You didn't say what the problem was, so I didn't pay attention.
audyovydeo
31st January 2008, 12:04
Maybe an offtopic question, but it's the only thread where I saw v 1.2 mentioned - is xvid 1.2.0 the new project as described here :
http://www.xvid.org/Xvid-Codec.2.0.html
???
cheers
audyovydeo
Ranguvar
31st January 2008, 12:22
No.
The Xvid 1.2.x branch has seemed to focus on SMP (multi-threading) and trellis.
hajj_3
31st January 2008, 18:01
so how much faster is the latest 1.2 build on a dual or quad core core2duo than 1.13?
ive got a core2duo overclocked to 3.6ghz and will be getting a 45nm quad core in 2months.
also any plans to add sse4 support? divx 6.7 is 60% or something faster with sse4 capable cpus.
thanks!
clsid
31st January 2008, 21:34
divx 6.7 is 60% or something faster with sse4 capable cpus.That is not correct.

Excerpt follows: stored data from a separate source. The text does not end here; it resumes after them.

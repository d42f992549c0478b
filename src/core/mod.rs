//! Core functionality for the session telemetry agent.
//!
//! This module contains:
//! - The append-only sample sequence
//! - The sampler that composes samples and the ticker that drives it
//! - The scorer that infers derived telemetry from the samples
//! - The flat, fixed-column exporter

pub mod export;
pub mod sampler;
pub mod scorer;
pub mod sequence;

// Re-export commonly used types
pub use export::{
    flatten, header, to_delimited_text, FlatField, FlatRecord, RowSource, COLUMNS,
    DEFAULT_DELIMITER, SCHEMA_VERSION,
};
pub use sampler::{spawn_ticker, Sampler, TickerHandle, DEFAULT_SAMPLE_PERIOD};
pub use scorer::{
    infer, ConnectionQuality, DerivedTelemetry, DeviceClass, EngagementLevel, RiskLevel, Trend,
};
pub use sequence::SampleSequence;
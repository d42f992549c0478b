//! Deterministic synthetic signal providers.
//!
//! These stand in for a real host: every value is a pure function of the
//! read count, failures and panics can be scripted per category, and each
//! source counts how often it was read.

use crate::collector::provider::{
    ActivitySource, BatterySource, MemorySource, NetworkSource, ProbeError, SignalError,
    SignalSources, StaticProbe,
};
use crate::collector::types::{
    ActivityReading, BatteryReading, BrowserInfo, DeviceInfo, DisplayInfo, MemoryReading,
    NetworkReading, StaticSnapshot,
};
use async_trait::async_trait;
use chrono::Utc;
use std::collections::BTreeMap;
use std::sync::atomic::{AtomicU64, Ordering};
use std::sync::Arc;
use std::time::Duration;

/// One scripted outcome of a read.
#[derive(Debug, Clone)]
pub enum Scripted<T> {
    Value(T),
    Fail(SignalError),
    /// Panic inside the provider, as a misbehaving host binding would.
    Panic(&'static str),
}

type Generator<T> = Box<dyn Fn(u64) -> Scripted<T> + Send + Sync>;

/// A source whose n-th read returns `generate(n)`.
pub struct SyntheticSource<T> {
    generate: Generator<T>,
    calls: AtomicU64,
}

impl<T: Clone + Send + Sync + 'static> SyntheticSource<T> {
    pub fn from_fn(generate: impl Fn(u64) -> Scripted<T> + Send + Sync + 'static) -> Self {
        Self {
            generate: Box::new(generate),
            calls: AtomicU64::new(0),
        }
    }

    /// Always returns `value`.
    pub fn constant(value: T) -> Self {
        Self::from_fn(move |_| Scripted::Value(value.clone()))
    }

    /// Plays `steps` in order, then keeps repeating the last one.
    /// An empty script reports the signal as not supported.
    pub fn script(steps: Vec<Scripted<T>>) -> Self {
        Self::from_fn(move |n| {
            let last = steps.len().saturating_sub(1);
            match steps.get((n as usize).min(last)) {
                Some(step) => step.clone(),
                None => Scripted::Fail(SignalError::NotSupported),
            }
        })
    }

    /// Same value on every read except those whose index is in `failing`.
    pub fn failing_on(value: T, failing: Vec<u64>, error: SignalError) -> Self {
        Self::from_fn(move |n| {
            if failing.contains(&n) {
                Scripted::Fail(error.clone())
            } else {
                Scripted::Value(value.clone())
            }
        })
    }

    /// How many times the source has been read.
    pub fn calls(&self) -> u64 {
        self.calls.load(Ordering::SeqCst)
    }

    fn next(&self) -> Result<T, SignalError> {
        let n = self.calls.fetch_add(1, Ordering::SeqCst);
        match (self.generate)(n) {
            Scripted::Value(value) => Ok(value),
            Scripted::Fail(error) => Err(error),
            Scripted::Panic(message) => panic!("{message}"),
        }
    }
}

impl NetworkSource for SyntheticSource<NetworkReading> {
    fn read(&self) -> Result<NetworkReading, SignalError> {
        self.next()
    }
}

impl MemorySource for SyntheticSource<MemoryReading> {
    fn read(&self) -> Result<MemoryReading, SignalError> {
        self.next()
    }
}

impl ActivitySource for SyntheticSource<ActivityReading> {
    fn read(&self) -> Result<ActivityReading, SignalError> {
        self.next()
    }
}

impl BatterySource for SyntheticSource<BatteryReading> {
    fn read(&self) -> Result<BatteryReading, SignalError> {
        self.next()
    }
}

/// A full set of synthetic sources. Cloning shares the underlying sources,
/// so a test can keep a handle and inspect call counts after handing the
/// sources to an agent.
#[derive(Clone)]
pub struct SyntheticSignals {
    pub network: Arc<SyntheticSource<NetworkReading>>,
    pub memory: Arc<SyntheticSource<MemoryReading>>,
    pub activity: Arc<SyntheticSource<ActivityReading>>,
    pub battery: Arc<SyntheticSource<BatteryReading>>,
}

impl SyntheticSignals {
    /// Identical readings on every tick.
    pub fn steady() -> Self {
        Self {
            network: Arc::new(SyntheticSource::constant(steady_network())),
            memory: Arc::new(SyntheticSource::constant(MemoryReading {
                used_bytes: 512 * 1024 * 1024,
                total_bytes: 8 * 1024 * 1024 * 1024,
                limit_bytes: Some(2 * 1024 * 1024 * 1024),
            })),
            activity: Arc::new(SyntheticSource::constant(ActivityReading {
                visible: true,
                focused: true,
                idle_secs: Some(0),
            })),
            battery: Arc::new(SyntheticSource::constant(BatteryReading {
                level: 0.8,
                charging: false,
            })),
        }
    }

    /// Readings that drift deterministically with the tick count; used for
    /// demo runs where a flat line would make the scores uninteresting.
    pub fn wandering() -> Self {
        Self {
            network: Arc::new(SyntheticSource::from_fn(|n| {
                Scripted::Value(NetworkReading {
                    online: n % 17 != 16,
                    connection_type: Some(if n % 40 < 30 { "wifi" } else { "cellular" }.into()),
                    effective_type: Some("4g".into()),
                    rtt_ms: Some(40.0 + ((n * 37) % 60) as f64),
                    downlink_mbps: Some(8.0 + ((n * 13) % 7) as f64),
                    save_data: Some(false),
                })
            })),
            memory: Arc::new(SyntheticSource::from_fn(|n| {
                let mib = 1024 * 1024;
                Scripted::Value(MemoryReading {
                    used_bytes: (400 + (n % 50) * 8) * mib,
                    total_bytes: 8192 * mib,
                    limit_bytes: Some(2048 * mib),
                })
            })),
            activity: Arc::new(SyntheticSource::from_fn(|n| {
                let visible = n % 7 != 6;
                Scripted::Value(ActivityReading {
                    visible,
                    focused: visible && n % 5 != 4,
                    idle_secs: Some((n % 9) * 3),
                })
            })),
            battery: Arc::new(SyntheticSource::from_fn(|n| {
                Scripted::Value(BatteryReading {
                    level: (0.95 - n as f64 * 0.002).max(0.05),
                    charging: false,
                })
            })),
        }
    }

    pub fn with_network(mut self, source: SyntheticSource<NetworkReading>) -> Self {
        self.network = Arc::new(source);
        self
    }

    pub fn with_memory(mut self, source: SyntheticSource<MemoryReading>) -> Self {
        self.memory = Arc::new(source);
        self
    }

    pub fn with_activity(mut self, source: SyntheticSource<ActivityReading>) -> Self {
        self.activity = Arc::new(source);
        self
    }

    pub fn with_battery(mut self, source: SyntheticSource<BatteryReading>) -> Self {
        self.battery = Arc::new(source);
        self
    }

    /// Box the sources for an agent, keeping shared ownership.
    pub fn into_sources(self) -> SignalSources {
        SignalSources {
            network: Box::new(self.network),
            memory: Box::new(self.memory),
            activity: Box::new(self.activity),
            battery: Box::new(self.battery),
        }
    }
}

fn steady_network() -> NetworkReading {
    NetworkReading {
        online: true,
        connection_type: Some("wifi".into()),
        effective_type: Some("4g".into()),
        rtt_ms: Some(50.0),
        downlink_mbps: Some(10.0),
        save_data: Some(false),
    }
}

/// A static probe returning a fixed snapshot.
pub struct SyntheticProbe {
    snapshot: StaticSnapshot,
    failures_remaining: AtomicU64,
    delay: Option<Duration>,
    calls: AtomicU64,
}

impl SyntheticProbe {
    pub fn new(snapshot: StaticSnapshot) -> Self {
        Self {
            snapshot,
            failures_remaining: AtomicU64::new(0),
            delay: None,
            calls: AtomicU64::new(0),
        }
    }

    /// A plausible mid-range laptop.
    pub fn laptop() -> Self {
        let mut capabilities = BTreeMap::new();
        for (name, supported) in [
            ("web_workers", true),
            ("webgl", true),
            ("service_worker", true),
            ("bluetooth", false),
            ("usb", false),
        ] {
            capabilities.insert(name.to_string(), supported);
        }

        Self::new(StaticSnapshot {
            captured_at: Utc::now(),
            device: DeviceInfo {
                cpu_cores: Some(8),
                device_memory_gb: Some(8.0),
                platform: Some("synthetic".into()),
                os_version: Some("1.0".into()),
                hostname: Some("synthetic-host".into()),
            },
            display: DisplayInfo {
                width: Some(1920),
                height: Some(1080),
                pixel_ratio: Some(2.0),
                color_depth: Some(24),
            },
            browser: BrowserInfo {
                user_agent: Some("SyntheticAgent/1.0".into()),
                language: Some("en-US".into()),
                timezone: Some("UTC".into()),
            },
            capabilities,
        })
    }

    /// Fail the first `count` captures.
    pub fn failing_first(self, count: u64) -> Self {
        self.failures_remaining.store(count, Ordering::SeqCst);
        self
    }

    /// Suspend each capture for `delay` before resolving.
    pub fn with_delay(mut self, delay: Duration) -> Self {
        self.delay = Some(delay);
        self
    }

    /// How many captures were attempted.
    pub fn calls(&self) -> u64 {
        self.calls.load(Ordering::SeqCst)
    }
}

#[async_trait]
impl StaticProbe for SyntheticProbe {
    async fn capture(&self) -> Result<StaticSnapshot, ProbeError> {
        self.calls.fetch_add(1, Ordering::SeqCst);
        if let Some(delay) = self.delay {
            tokio::time::sleep(delay).await;
        }

        let should_fail = self
            .failures_remaining
            .fetch_update(Ordering::SeqCst, Ordering::SeqCst, |n| n.checked_sub(1))
            .is_ok();
        if should_fail {
            return Err(ProbeError::Failed("synthetic capture failure".into()));
        }

        Ok(self.snapshot.clone())
    }
}
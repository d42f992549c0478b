//! Derived telemetry inferred from the sample history.
//!
//! Every value here is a heuristic computed from the ordered samples and the
//! static snapshot. [`infer`] is pure and never fails: when there is not
//! enough data for a value it is `None`, and every score that is present is
//! clamped to its declared range.

use crate::collector::types::{ContinuousSample, NetworkReading, StaticSnapshot};
use serde::{Deserialize, Serialize};
use statrs::statistics::Statistics;

/// Composite risk score at or above which the risk level is Low.
pub const RISK_LOW_MIN: u8 = 80;
/// Composite risk score at or above which the risk level is Medium.
pub const RISK_MEDIUM_MIN: u8 = 60;
/// Composite risk score at or above which the risk level is High.
pub const RISK_HIGH_MIN: u8 = 40;

/// Composite weights. They sum to 1.
pub const PRESENCE_WEIGHT: f64 = 0.4;
pub const RELIABILITY_WEIGHT: f64 = 0.3;
pub const STABILITY_WEIGHT: f64 = 0.3;

/// Reliability points lost per network type change.
pub const NETWORK_CHANGE_PENALTY: f64 = 5.0;
/// Maximum reliability points lost to network type changes.
pub const NETWORK_CHANGE_PENALTY_CAP: f64 = 20.0;

/// Presence ratios at or above these map to High / Medium engagement.
pub const ENGAGEMENT_HIGH_MIN: f64 = 0.8;
pub const ENGAGEMENT_MEDIUM_MIN: f64 = 0.5;

/// Mean RTT upper bounds (exclusive) for Excellent / Good / Fair.
pub const RTT_EXCELLENT_MAX_MS: f64 = 50.0;
pub const RTT_GOOD_MAX_MS: f64 = 150.0;
pub const RTT_FAIR_MAX_MS: f64 = 300.0;

/// Change in memory pressure (points) that counts as a trend.
pub const MEMORY_TREND_THRESHOLD: f64 = 5.0;

/// Minimum samples for any value that needs a spread or a slope.
const MIN_SERIES_LEN: usize = 2;

/// Categorical risk derived from the composite score.
#[derive(Debug, Clone, Copy, PartialEq, Eq, Serialize, Deserialize)]
pub enum RiskLevel {
    Low,
    Medium,
    High,
    Critical,
}

impl RiskLevel {
    /// Map a composite score onto the fixed breakpoints.
    pub fn from_score(score: u8) -> Self {
        if score >= RISK_LOW_MIN {
            RiskLevel::Low
        } else if score >= RISK_MEDIUM_MIN {
            RiskLevel::Medium
        } else if score >= RISK_HIGH_MIN {
            RiskLevel::High
        } else {
            RiskLevel::Critical
        }
    }

    pub fn as_str(&self) -> &'static str {
        match self {
            RiskLevel::Low => "Low",
            RiskLevel::Medium => "Medium",
            RiskLevel::High => "High",
            RiskLevel::Critical => "Critical",
        }
    }
}

#[derive(Debug, Clone, Copy, PartialEq, Eq, Serialize, Deserialize)]
pub enum EngagementLevel {
    High,
    Medium,
    Low,
}

impl EngagementLevel {
    pub fn from_presence(ratio: f64) -> Self {
        if ratio >= ENGAGEMENT_HIGH_MIN {
            EngagementLevel::High
        } else if ratio >= ENGAGEMENT_MEDIUM_MIN {
            EngagementLevel::Medium
        } else {
            EngagementLevel::Low
        }
    }

    pub fn as_str(&self) -> &'static str {
        match self {
            EngagementLevel::High => "High",
            EngagementLevel::Medium => "Medium",
            EngagementLevel::Low => "Low",
        }
    }
}

#[derive(Debug, Clone, Copy, PartialEq, Eq, Serialize, Deserialize)]
pub enum ConnectionQuality {
    Excellent,
    Good,
    Fair,
    Poor,
}

impl ConnectionQuality {
    pub fn from_rtt(rtt_ms: f64) -> Self {
        if rtt_ms < RTT_EXCELLENT_MAX_MS {
            ConnectionQuality::Excellent
        } else if rtt_ms < RTT_GOOD_MAX_MS {
            ConnectionQuality::Good
        } else if rtt_ms < RTT_FAIR_MAX_MS {
            ConnectionQuality::Fair
        } else {
            ConnectionQuality::Poor
        }
    }

    /// Fallback when only the effective connection type is known.
    pub fn from_effective_type(effective_type: &str) -> Option<Self> {
        match effective_type {
            "4g" => Some(ConnectionQuality::Good),
            "3g" => Some(ConnectionQuality::Fair),
            "2g" | "slow-2g" => Some(ConnectionQuality::Poor),
            _ => None,
        }
    }

    pub fn as_str(&self) -> &'static str {
        match self {
            ConnectionQuality::Excellent => "Excellent",
            ConnectionQuality::Good => "Good",
            ConnectionQuality::Fair => "Fair",
            ConnectionQuality::Poor => "Poor",
        }
    }
}

#[derive(Debug, Clone, Copy, PartialEq, Eq, Serialize, Deserialize)]
pub enum Trend {
    Rising,
    Stable,
    Falling,
}

impl Trend {
    pub fn as_str(&self) -> &'static str {
        match self {
            Trend::Rising => "Rising",
            Trend::Stable => "Stable",
            Trend::Falling => "Falling",
        }
    }
}

#[derive(Debug, Clone, Copy, PartialEq, Eq, Serialize, Deserialize)]
pub enum DeviceClass {
    HighEnd,
    MidRange,
    LowEnd,
}

impl DeviceClass {
    pub fn as_str(&self) -> &'static str {
        match self {
            DeviceClass::HighEnd => "HighEnd",
            DeviceClass::MidRange => "MidRange",
            DeviceClass::LowEnd => "LowEnd",
        }
    }
}

/// The fixed-shape output of [`infer`]. Every field is always present;
/// `None` means there was not enough data.
#[derive(Debug, Clone, PartialEq, Serialize, Deserialize)]
pub struct DerivedTelemetry {
    pub sample_count: usize,
    /// Fraction of samples reported visible (0-1)
    pub presence_ratio: Option<f64>,
    /// Presence ratio as a 0-100 score
    pub presence_score: Option<f64>,
    /// Fraction of activity-bearing samples reported focused (0-1)
    pub focus_ratio: Option<f64>,
    pub engagement_level: Option<EngagementLevel>,
    /// 0-100
    pub network_reliability_score: Option<f64>,
    /// 0-100
    pub network_stability_score: Option<f64>,
    pub network_type_changes: u32,
    pub mean_rtt_ms: Option<f64>,
    pub connection_quality: Option<ConnectionQuality>,
    /// 0-100
    pub memory_pressure_score: Option<f64>,
    pub memory_trend: Option<Trend>,
    /// Percentage points of charge lost per hour (0-100)
    pub battery_drain_per_hour: Option<f64>,
    pub device_class: Option<DeviceClass>,
    /// 0-100
    pub capability_coverage_score: Option<f64>,
    /// 0-100
    pub composite_risk_score: Option<u8>,
    pub risk_level: Option<RiskLevel>,
}

impl DerivedTelemetry {
    /// The shape returned when nothing can be derived.
    pub fn insufficient() -> Self {
        Self {
            sample_count: 0,
            presence_ratio: None,
            presence_score: None,
            focus_ratio: None,
            engagement_level: None,
            network_reliability_score: None,
            network_stability_score: None,
            network_type_changes: 0,
            mean_rtt_ms: None,
            connection_quality: None,
            memory_pressure_score: None,
            memory_trend: None,
            battery_drain_per_hour: None,
            device_class: None,
            capability_coverage_score: None,
            composite_risk_score: None,
            risk_level: None,
        }
    }
}

impl Default for DerivedTelemetry {
    fn default() -> Self {
        Self::insufficient()
    }
}

/// Compute all derived telemetry from the static snapshot and the samples.
/// With no samples the result is [`DerivedTelemetry::insufficient`], even
/// when the snapshot alone would support some values.
pub fn infer(static_snapshot: &StaticSnapshot, samples: &[ContinuousSample]) -> DerivedTelemetry {
    if samples.is_empty() {
        return DerivedTelemetry::insufficient();
    }

    let presence_ratio = presence_ratio(samples);
    let presence_score = presence_ratio.map(|r| clamp_score(r * 100.0));

    let network_type_changes = network_type_changes(samples);
    let network_reliability_score = reliability_score(samples, network_type_changes);
    let network_stability_score = stability_score(&rtt_series(samples));

    let mean_rtt_ms = mean_rtt(samples);
    let connection_quality = mean_rtt_ms
        .map(ConnectionQuality::from_rtt)
        .or_else(|| effective_type_quality(samples));

    let composite_risk_score =
        composite_risk_score(presence_score, network_reliability_score, network_stability_score);

    DerivedTelemetry {
        sample_count: samples.len(),
        presence_ratio,
        presence_score,
        focus_ratio: focus_ratio(samples),
        engagement_level: presence_ratio.map(EngagementLevel::from_presence),
        network_reliability_score,
        network_stability_score,
        network_type_changes,
        mean_rtt_ms,
        connection_quality,
        memory_pressure_score: memory_pressure_score(samples),
        memory_trend: memory_trend(samples),
        battery_drain_per_hour: battery_drain_per_hour(samples),
        device_class: device_class(static_snapshot),
        capability_coverage_score: capability_coverage_score(static_snapshot),
        composite_risk_score,
        risk_level: composite_risk_score.map(RiskLevel::from_score),
    }
}

/// Fraction of all samples whose page was reported visible.
/// Samples without an activity reading count as not visible; with no
/// activity reading at all the ratio is unknown.
pub fn presence_ratio(samples: &[ContinuousSample]) -> Option<f64> {
    if !samples.iter().any(|s| s.activity.is_available()) {
        return None;
    }
    let visible = samples
        .iter()
        .filter(|s| s.activity.value().is_some_and(|a| a.visible))
        .count();
    Some(visible as f64 / samples.len() as f64)
}

fn focus_ratio(samples: &[ContinuousSample]) -> Option<f64> {
    let readings: Vec<bool> = samples
        .iter()
        .filter_map(|s| s.activity.value().map(|a| a.focused))
        .collect();
    if readings.is_empty() {
        return None;
    }
    let focused = readings.iter().filter(|&&f| f).count();
    Some(focused as f64 / readings.len() as f64)
}

fn network_readings(samples: &[ContinuousSample]) -> impl Iterator<Item = &NetworkReading> {
    samples.iter().filter_map(|s| s.network.value())
}

/// RTT values of the samples that carry one.
pub fn rtt_series(samples: &[ContinuousSample]) -> Vec<f64> {
    network_readings(samples)
        .filter_map(|n| n.rtt_ms)
        .filter(|rtt| rtt.is_finite() && *rtt >= 0.0)
        .collect()
}

/// `max(0, 100 - CV(rtt) * 100)` with CV the population coefficient of
/// variation. `None` for fewer than two values.
pub fn stability_score(rtts: &[f64]) -> Option<f64> {
    if rtts.len() < MIN_SERIES_LEN {
        return None;
    }
    let mean = rtts.mean();
    let std_dev = rtts.population_std_dev();
    if !mean.is_finite() || !std_dev.is_finite() {
        return None;
    }
    if mean == 0.0 {
        // All-zero RTTs are perfectly stable; any spread around a zero mean
        // has no defined coefficient of variation.
        return (std_dev == 0.0).then_some(100.0);
    }
    let cv = std_dev / mean;
    Some(clamp_score(100.0 - cv * 100.0))
}

/// Count consecutive network-bearing samples whose known connection type
/// differs.
pub fn network_type_changes(samples: &[ContinuousSample]) -> u32 {
    let types: Vec<&str> = network_readings(samples)
        .filter_map(|n| n.connection_type.as_deref())
        .collect();
    types.windows(2).filter(|pair| pair[0] != pair[1]).count() as u32
}

/// `online_fraction * 100` minus a capped penalty per network type change.
pub fn reliability_score(samples: &[ContinuousSample], type_changes: u32) -> Option<f64> {
    let (online, total) = network_readings(samples).fold((0usize, 0usize), |(on, n), r| {
        (on + usize::from(r.online), n + 1)
    });
    if total == 0 {
        return None;
    }
    let online_pct = online as f64 / total as f64 * 100.0;
    let penalty = (type_changes as f64 * NETWORK_CHANGE_PENALTY).min(NETWORK_CHANGE_PENALTY_CAP);
    Some(clamp_score(online_pct - penalty))
}

/// Weighted blend of the three component scores, rounded to the nearest
/// integer. `None` unless all three are known.
pub fn composite_risk_score(
    presence: Option<f64>,
    reliability: Option<f64>,
    stability: Option<f64>,
) -> Option<u8> {
    let (p, r, s) = (presence?, reliability?, stability?);
    let blended = PRESENCE_WEIGHT * p + RELIABILITY_WEIGHT * r + STABILITY_WEIGHT * s;
    if !blended.is_finite() {
        return None;
    }
    Some(clamp_score(blended.round()) as u8)
}

fn mean_rtt(samples: &[ContinuousSample]) -> Option<f64> {
    let rtts = rtt_series(samples);
    if rtts.is_empty() {
        return None;
    }
    Some(rtts.mean())
}

/// Quality from the most recent effective connection type.
fn effective_type_quality(samples: &[ContinuousSample]) -> Option<ConnectionQuality> {
    samples
        .iter()
        .rev()
        .filter_map(|s| s.network.value())
        .find_map(|n| n.effective_type.as_deref())
        .and_then(ConnectionQuality::from_effective_type)
}

fn memory_pressure_series(samples: &[ContinuousSample]) -> Vec<f64> {
    samples
        .iter()
        .filter_map(|s| s.memory.value())
        .filter_map(|m| m.usage_ratio())
        .map(|ratio| ratio * 100.0)
        .collect()
}

fn memory_pressure_score(samples: &[ContinuousSample]) -> Option<f64> {
    let series = memory_pressure_series(samples);
    if series.is_empty() {
        return None;
    }
    Some(clamp_score(series.mean()))
}

fn memory_trend(samples: &[ContinuousSample]) -> Option<Trend> {
    let series = memory_pressure_series(samples);
    if series.len() < MIN_SERIES_LEN {
        return None;
    }
    let delta = series[series.len() - 1] - series[0];
    Some(if delta > MEMORY_TREND_THRESHOLD {
        Trend::Rising
    } else if delta < -MEMORY_TREND_THRESHOLD {
        Trend::Falling
    } else {
        Trend::Stable
    })
}

/// Charge lost per hour between the first and last discharging samples.
fn battery_drain_per_hour(samples: &[ContinuousSample]) -> Option<f64> {
    let discharging: Vec<(u64, f64)> = samples
        .iter()
        .filter_map(|s| s.battery.value().map(|b| (s.elapsed_ms, b)))
        .filter(|(_, b)| !b.charging && b.level.is_finite())
        .map(|(elapsed, b)| (elapsed, b.level.clamp(0.0, 1.0)))
        .collect();
    if discharging.len() < MIN_SERIES_LEN {
        return None;
    }
    let (first_ms, first_level) = discharging[0];
    let (last_ms, last_level) = discharging[discharging.len() - 1];
    if last_ms <= first_ms {
        return None;
    }
    let hours = (last_ms - first_ms) as f64 / 3_600_000.0;
    let drained_points = (first_level - last_level) * 100.0;
    Some(clamp_score(drained_points / hours))
}

fn device_class(snapshot: &StaticSnapshot) -> Option<DeviceClass> {
    let cores = snapshot.device.cpu_cores;
    let memory = snapshot.device.device_memory_gb;
    if cores.is_none() && memory.is_none() {
        return None;
    }
    let cores = cores.unwrap_or(0);
    let memory = memory.unwrap_or(0.0);
    Some(if cores >= 8 && memory >= 8.0 {
        DeviceClass::HighEnd
    } else if cores >= 4 && memory >= 4.0 {
        DeviceClass::MidRange
    } else {
        DeviceClass::LowEnd
    })
}

fn capability_coverage_score(snapshot: &StaticSnapshot) -> Option<f64> {
    if snapshot.capabilities.is_empty() {
        return None;
    }
    let supported = snapshot.supported_capabilities();
    Some(clamp_score(
        supported as f64 / snapshot.capabilities.len() as f64 * 100.0,
    ))
}

fn clamp_score(value: f64) -> f64 {
    value.clamp(0.0, 100.0)
}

IT IS A MARKETING STUNT.
They added 1 specific routine to DivX that performs really well with SSE4. However, that particular routine is pretty much useless in real life. So DivX encoding does not really benefit from SSE4.
hajj_3
1st February 2008, 00:23
That is not correct. IT IS A MARKETING STUNT.
They added 1 specific routine to DivX that performs really well with SSE4. However, that particular routine is pretty much useless in real life. So DivX encoding does not really benefit from SSE4.
i've seen reviews of 45nm quad penryn cpu's encoding movies to divx 6.7 on anandtech site and its literally about 60% faster. independant review, nothing to do with the divx company.
Ranguvar
1st February 2008, 00:36
i've seen reviews of 45nm quad penryn cpu's encoding movies to divx 6.7 on anandtech site and its literally about 60% faster. independant review, nothing to do with the divx company.
Link?
Ranguvar
1st February 2008, 00:37
so how much faster is the latest 1.2 build on a dual or quad core core2duo than 1.13?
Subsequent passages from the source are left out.